Saved data entries
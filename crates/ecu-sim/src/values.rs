//! Live-data synthesis
//!
//! Values are drawn uniformly from plausible idle-to-cruise ranges and
//! encoded the way the standard PID table decodes them.

use rand::rngs::StdRng;
use rand::{Rng, SeedableRng};

/// Random source for simulated PID values
pub struct ValueGenerator {
    rng: StdRng,
}

impl ValueGenerator {
    /// Seeded generator, or one seeded from the OS when `seed` is `None`
    pub fn new(seed: Option<u64>) -> Self {
        let rng = match seed {
            Some(seed) => StdRng::seed_from_u64(seed),
            None => StdRng::from_entropy(),
        };
        Self { rng }
    }

    /// Data bytes for a live-data PID, or `None` if the PID is not simulated
    pub fn value(&mut self, pid: u8) -> Option<Vec<u8>> {
        let bytes = match pid {
            // coolant 90..=120 °C
            0x05 => vec![self.rng.gen_range(90u8..=120) + 40],
            // 770..=880 rpm
            0x0C => (self.rng.gen_range(770u16..=880) * 4).to_be_bytes().to_vec(),
            // km/h
            0x0D => vec![self.rng.gen_range(50u8..=60)],
            // MAF 100..=200 g/s
            0x10 => self.rng.gen_range(10000u16..=20000).to_be_bytes().to_vec(),
            // 12..=14 V
            0x42 => self.rng.gen_range(12000u16..=14000).to_be_bytes().to_vec(),
            _ => return None,
        };
        Some(bytes)
    }
}

#[cfg(test)]
mod tests {
    use super::*;
    use obd_can::PidRegistry;

    fn decoded(generator: &mut ValueGenerator, name: &str) -> f64 {
        let registry = PidRegistry::standard();
        let entry = registry.get(name).unwrap();
        let data = generator.value(entry.code).unwrap();
        entry.decode(&data).unwrap().as_f64().unwrap()
    }

    #[test]
    fn test_values_decode_into_ranges() {
        let mut generator = ValueGenerator::new(Some(42));
        for _ in 0..200 {
            assert!((90.0..=120.0).contains(&decoded(&mut generator, "coolant_temp")));
            assert!((770.0..=880.0).contains(&decoded(&mut generator, "rpm")));
            assert!((50.0..=60.0).contains(&decoded(&mut generator, "speed")));
            assert!((100.0..=200.0).contains(&decoded(&mut generator, "maf")));
            assert!((12.0..=14.0).contains(&decoded(&mut generator, "volt_module")));
        }
    }

    #[test]
    fn test_seed_is_reproducible() {
        let mut a = ValueGenerator::new(Some(7));
        let mut b = ValueGenerator::new(Some(7));
        for pid in [0x05, 0x0C, 0x0D, 0x10, 0x42] {
            assert_eq!(a.value(pid), b.value(pid));
        }
    }

    #[test]
    fn test_unknown_pid() {
        let mut generator = ValueGenerator::new(None);
        assert_eq!(generator.value(0x0B), None);
        assert_eq!(generator.value(0x00), None);
    }
}
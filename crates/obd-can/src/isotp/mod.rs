//! ISO-TP (ISO 15765-2) framing over classic CAN
//!
//! Protocol control information lives in the high nibble of byte 0:
//!
//! | nibble | frame             | layout                                   |
//! |--------|-------------------|------------------------------------------|
//! | 0      | single frame      | `0L` + L data bytes (L = 1..=7)          |
//! | 1      | first frame       | `1H LL` (12-bit total length) + 6 bytes  |
//! | 2      | consecutive frame | `2S` (sequence 1..=15, then 1) + 7 bytes |
//! | 3      | flow control      | `3F BS ST`                               |

pub mod error;
mod transport;

pub use error::TransportError;
pub use transport::IsoTpTransport;

use serde::{Deserialize, Serialize};

use crate::driver::MAX_FRAME_DATA;

/// Largest message a 12-bit first-frame length can describe
pub const MAX_MESSAGE_LEN: usize = 4095;
/// Largest single-frame payload
pub const MAX_SINGLE_FRAME_LEN: usize = 7;
/// Data bytes carried by a first frame
pub const FIRST_FRAME_DATA: usize = 6;
/// Data bytes carried by a consecutive frame
pub const CONSECUTIVE_FRAME_DATA: usize = 7;

/// Flow status: continue to send
pub const FLOW_CONTINUE: u8 = 0x00;

/// Protocol control information of one frame
#[derive(Debug, Clone, Copy, PartialEq, Eq)]
pub enum IsoTpPci {
    SingleFrame { len: u8 },
    FirstFrame { total_len: u16 },
    ConsecutiveFrame { seq: u8 },
    FlowControl {
        flow_status: u8,
        block_size: u8,
        separation_time: u8,
    },
}

impl IsoTpPci {
    /// Decode the PCI of a frame payload. Returns `None` for an empty frame,
    /// an unknown frame type, or a header truncated by the frame length.
    pub fn parse(data: &[u8]) -> Option<Self> {
        let b0 = *data.first()?;
        match b0 >> 4 {
            0x0 => Some(Self::SingleFrame { len: b0 & 0x0F }),
            0x1 => {
                let lo = *data.get(1)?;
                Some(Self::FirstFrame {
                    total_len: (u16::from(b0 & 0x0F) << 8) | u16::from(lo),
                })
            }
            0x2 => Some(Self::ConsecutiveFrame { seq: b0 & 0x0F }),
            0x3 => Some(Self::FlowControl {
                flow_status: b0 & 0x0F,
                block_size: data.get(1).copied().unwrap_or(0),
                separation_time: data.get(2).copied().unwrap_or(0),
            }),
            _ => None,
        }
    }
}

/// What the receiver does with a consecutive frame whose sequence number
/// is not the expected one
#[derive(Debug, Clone, Copy, PartialEq, Eq, Default, Serialize, Deserialize)]
#[serde(rename_all = "lowercase")]
pub enum SequenceErrorPolicy {
    /// Discard the frame and keep waiting for the expected one
    #[default]
    Ignore,
    /// Fail the exchange immediately
    Abort,
}

/// Sequence number that follows `seq` (1..=15, then back to 1)
pub fn next_sequence(seq: u8) -> u8 {
    if seq >= 15 {
        1
    } else {
        seq + 1
    }
}

fn pad(mut frame: Vec<u8>, padding: u8) -> Vec<u8> {
    frame.resize(MAX_FRAME_DATA, padding);
    frame
}

/// Single frame carrying `payload` (1..=7 bytes), padded to 8 bytes
pub fn single_frame(payload: &[u8], padding: u8) -> Vec<u8> {
    debug_assert!(payload.len() <= MAX_SINGLE_FRAME_LEN);
    let mut frame = Vec::with_capacity(MAX_FRAME_DATA);
    frame.push(payload.len() as u8);
    frame.extend_from_slice(payload);
    pad(frame, padding)
}

/// Flow control: continue to send, no block limit, no separation time
pub fn flow_control_frame(padding: u8) -> Vec<u8> {
    pad(vec![0x30 | FLOW_CONTINUE, 0x00, 0x00], padding)
}

/// Split a message into ISO-TP frame payloads, each padded to 8 bytes.
///
/// Messages of up to 7 bytes become one single frame; longer ones a first
/// frame followed by consecutive frames numbered 1..=15, 1, 2, ...
pub fn segment(message: &[u8], padding: u8) -> Result<Vec<Vec<u8>>, TransportError> {
    if message.is_empty() || message.len() > MAX_MESSAGE_LEN {
        return Err(TransportError::InvalidRequest(format!(
            "message length {} outside 1..={}",
            message.len(),
            MAX_MESSAGE_LEN
        )));
    }

    if message.len() <= MAX_SINGLE_FRAME_LEN {
        return Ok(vec![single_frame(message, padding)]);
    }

    let total = message.len();
    let mut frames = Vec::with_capacity(1 + (total - FIRST_FRAME_DATA).div_ceil(CONSECUTIVE_FRAME_DATA));

    let mut first = vec![0x10 | ((total >> 8) as u8 & 0x0F), (total & 0xFF) as u8];
    first.extend_from_slice(&message[..FIRST_FRAME_DATA]);
    frames.push(first);

    let mut seq = 1u8;
    for chunk in message[FIRST_FRAME_DATA..].chunks(CONSECUTIVE_FRAME_DATA) {
        let mut frame = Vec::with_capacity(MAX_FRAME_DATA);
        frame.push(0x20 | seq);
        frame.extend_from_slice(chunk);
        frames.push(pad(frame, padding));
        seq = next_sequence(seq);
    }

    Ok(frames)
}
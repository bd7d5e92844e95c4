//! Read and list commands - named PIDs

use anyhow::Result;
use obd_can::{DecodeRule, PidRegistry};

use super::Client;
use crate::output::{OutputContext, RegistryRow, ValueRow};

/// Read named PIDs, live or from the freeze frame
pub async fn read(
    client: &mut Client,
    names: &[String],
    freeze_frame: bool,
    ctx: &OutputContext,
) -> Result<()> {
    let mut rows = Vec::with_capacity(names.len());
    let mut failures = 0usize;

    for name in names {
        let unit = client
            .registry()
            .get(name)
            .map(|e| e.unit.clone())
            .unwrap_or_default();

        let value = match client.read_pid(name, freeze_frame).await {
            Ok(value) => value.to_string(),
            Err(e) => {
                failures += 1;
                ctx.warn(&format!("{}: {}", name, e));
                "-".to_string()
            }
        };

        rows.push(ValueRow {
            parameter: name.clone(),
            value,
            unit,
        });
    }

    ctx.print(&rows);
    if failures == names.len() && !names.is_empty() {
        anyhow::bail!("No PID could be read");
    }
    Ok(())
}

fn describe(rule: &DecodeRule) -> String {
    match *rule {
        DecodeRule::Raw => "raw".to_string(),
        DecodeRule::Linear {
            width,
            multiplier,
            divisor,
            offset,
        } => {
            let input = if width >= 2 { "AB" } else { "A" };
            let mut expr = input.to_string();
            if multiplier != 1.0 {
                expr = format!("{}*{}", expr, multiplier);
            }
            if divisor != 1.0 {
                expr = format!("{}/{}", expr, divisor);
            }
            if offset > 0.0 {
                expr = format!("{}+{}", expr, offset);
            } else if offset < 0.0 {
                expr = format!("{}-{}", expr, -offset);
            }
            expr
        }
        DecodeRule::VoltageTrim => "A/200, B*100/128-100".to_string(),
    }
}

/// List the PID registry (no bus traffic)
pub fn list(registry: &PidRegistry, ctx: &OutputContext) {
    let rows: Vec<RegistryRow> = registry
        .entries()
        .into_iter()
        .map(|e| RegistryRow {
            name: e.name.clone(),
            pid: format!("0x{:02X}", e.code),
            rule: describe(&e.rule),
            unit: e.unit.clone(),
        })
        .collect();

    ctx.print(&rows);
}
//! CAN driver errors

use thiserror::Error;

#[derive(Debug, Error, Clone, PartialEq, Eq)]
pub enum DriverError {
    #[error("Failed to open CAN interface: {0}")]
    Open(String),

    #[error("Send failed: {0}")]
    Send(String),

    #[error("Receive failed: {0}")]
    Receive(String),

    #[error("Driver not supported: {0}")]
    Unsupported(String),
}
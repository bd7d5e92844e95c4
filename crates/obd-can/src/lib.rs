//! obd-can - OBD-II diagnostics over CAN
//!
//! This crate provides the client side of OBD-II communication over a CAN
//! bus, plus the building blocks a simulated ECU needs to answer it.
//!
//! # Architecture
//!
//! ```text
//! ┌─────────────────────────────────────────────────────────────┐
//! │                        ObdClient                            │
//! │  supported PIDs / DTCs / VIN / named PIDs                   │
//! │                                                             │
//! │  ┌─────────────┐                    ┌─────────────────────┐ │
//! │  │ PidRegistry │                    │ DtcCode / Vin       │ │
//! │  │ (decode)    │                    │ (decode)            │ │
//! │  └─────────────┘                    └─────────────────────┘ │
//! │                          │                                  │
//! │                   ┌──────┴───────┐                          │
//! │                   │IsoTpTransport│                          │
//! │                   │(SF/FF/CF/FC) │                          │
//! │                   └──────┬───────┘                          │
//! │                          │                                  │
//! │          ┌───────────────┴──────────────┐                   │
//! │          │AddressingConfig  │ CanDriver │                   │
//! │          │(filtering)       │(SocketCAN)│                   │
//! │          └──────────────────────────────┘                   │
//! └─────────────────────────────────────────────────────────────┘
//! ```

pub mod addressing;
pub mod clock;
pub mod config;
pub mod driver;
pub mod isotp;
pub mod obd;

pub use addressing::{AddressingConfig, AddressingMode};
pub use clock::{Clock, MonotonicClock, Ticks};
pub use config::{ConfigError, DriverConfig, ObdConfig, TransportOptions};
pub use driver::{create_driver, CanDriver, CanFrame, DriverError, VirtualBus};
pub use isotp::{IsoTpPci, IsoTpTransport, SequenceErrorPolicy, TransportError};
pub use obd::{DecodeRule, DtcCode, ObdClient, ObdError, PidEntry, PidRegistry, PidValue, Vin};
//! Mock CAN driver for testing

use std::collections::VecDeque;

use super::{CanDriver, CanFrame, DriverError};

type Responder = Box<dyn FnMut(&CanFrame) -> Vec<CanFrame> + Send>;

/// Mock driver with a scripted responder
///
/// Every successfully sent frame is recorded and passed to the responder;
/// the frames it returns are queued for reception, as if an ECU answered.
pub struct MockCanDriver {
    rx: VecDeque<CanFrame>,
    sent: Vec<CanFrame>,
    responder: Option<Responder>,
    fail_sends: usize,
    send_attempts: usize,
    clears: usize,
}

impl MockCanDriver {
    pub fn new() -> Self {
        Self {
            rx: VecDeque::new(),
            sent: Vec::new(),
            responder: None,
            fail_sends: 0,
            send_attempts: 0,
            clears: 0,
        }
    }

    /// Install a responder called for every sent frame
    pub fn on_send<F>(mut self, responder: F) -> Self
    where
        F: FnMut(&CanFrame) -> Vec<CanFrame> + Send + 'static,
    {
        self.responder = Some(Box::new(responder));
        self
    }

    /// Queue a frame for reception (simulates unsolicited bus traffic)
    pub fn inject(&mut self, frame: CanFrame) {
        self.rx.push_back(frame);
    }

    /// Make the next `count` sends fail
    pub fn fail_next_sends(&mut self, count: usize) {
        self.fail_sends = count;
    }

    /// Frames successfully sent so far
    pub fn sent(&self) -> &[CanFrame] {
        &self.sent
    }

    /// Send attempts including failed ones
    pub fn send_attempts(&self) -> usize {
        self.send_attempts
    }

    /// Number of times the receive queue was cleared
    pub fn clears(&self) -> usize {
        self.clears
    }
}

impl Default for MockCanDriver {
    fn default() -> Self {
        Self::new()
    }
}

impl CanDriver for MockCanDriver {
    fn any(&mut self) -> bool {
        !self.rx.is_empty()
    }

    fn recv(&mut self) -> Result<Option<CanFrame>, DriverError> {
        Ok(self.rx.pop_front())
    }

    fn send(&mut self, frame: &CanFrame) -> Result<(), DriverError> {
        self.send_attempts += 1;
        if self.fail_sends > 0 {
            self.fail_sends -= 1;
            return Err(DriverError::Send("mock: transmit rejected".to_string()));
        }

        tracing::debug!(id = format!("0x{:X}", frame.id), data = %hex::encode_upper(&frame.data), "Mock driver: sent frame");
        self.sent.push(frame.clone());
        if let Some(responder) = self.responder.as_mut() {
            self.rx.extend(responder(frame));
        }
        Ok(())
    }

    fn clear_rx_queue(&mut self) {
        self.clears += 1;
        self.rx.clear();
    }
}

- [Exercise aim] With the first line being the one containing "let mut b = ValueGenerator::new(Some(7));" and the last line the one containing "pub const MAX_SINGLE_FRAME_LEN: usize = 7;", transcribe exactly the lines above that fall in that range.

- [Response]
        let mut b = ValueGenerator::new(Some(7));
        for pid in [0x05, 0x0C, 0x0D, 0x10, 0x42] {
            assert_eq!(a.value(pid), b.value(pid));
        }
    }

    #[test]
    fn test_unknown_pid() {
        let mut generator = ValueGenerator::new(None);
        assert_eq!(generator.value(0x0B), None);
        assert_eq!(generator.value(0x00), None);
    }
}
filename crates/obd-can/src/isotp/mod.rs
//! ISO-TP (ISO 15765-2) framing over classic CAN
//!
//! Protocol control information lives in the high nibble of byte 0:
//!
//! | nibble | frame             | layout                                   |
//! |--------|-------------------|------------------------------------------|
//! | 0      | single frame      | `0L` + L data bytes (L = 1..=7)          |
//! | 1      | first frame       | `1H LL` (12-bit total length) + 6 bytes  |
//! | 2      | consecutive frame | `2S` (sequence 1..=15, then 1) + 7 bytes |
//! | 3      | flow control      | `3F BS ST`                               |

pub mod error;
mod transport;

pub use error::TransportError;
pub use transport::IsoTpTransport;

use serde::{Deserialize, Serialize};

use crate::driver::MAX_FRAME_DATA;

/// Largest message a 12-bit first-frame length can describe
pub const MAX_MESSAGE_LEN: usize = 4095;
/// Largest single-frame payload
pub const MAX_SINGLE_FRAME_LEN: usize = 7;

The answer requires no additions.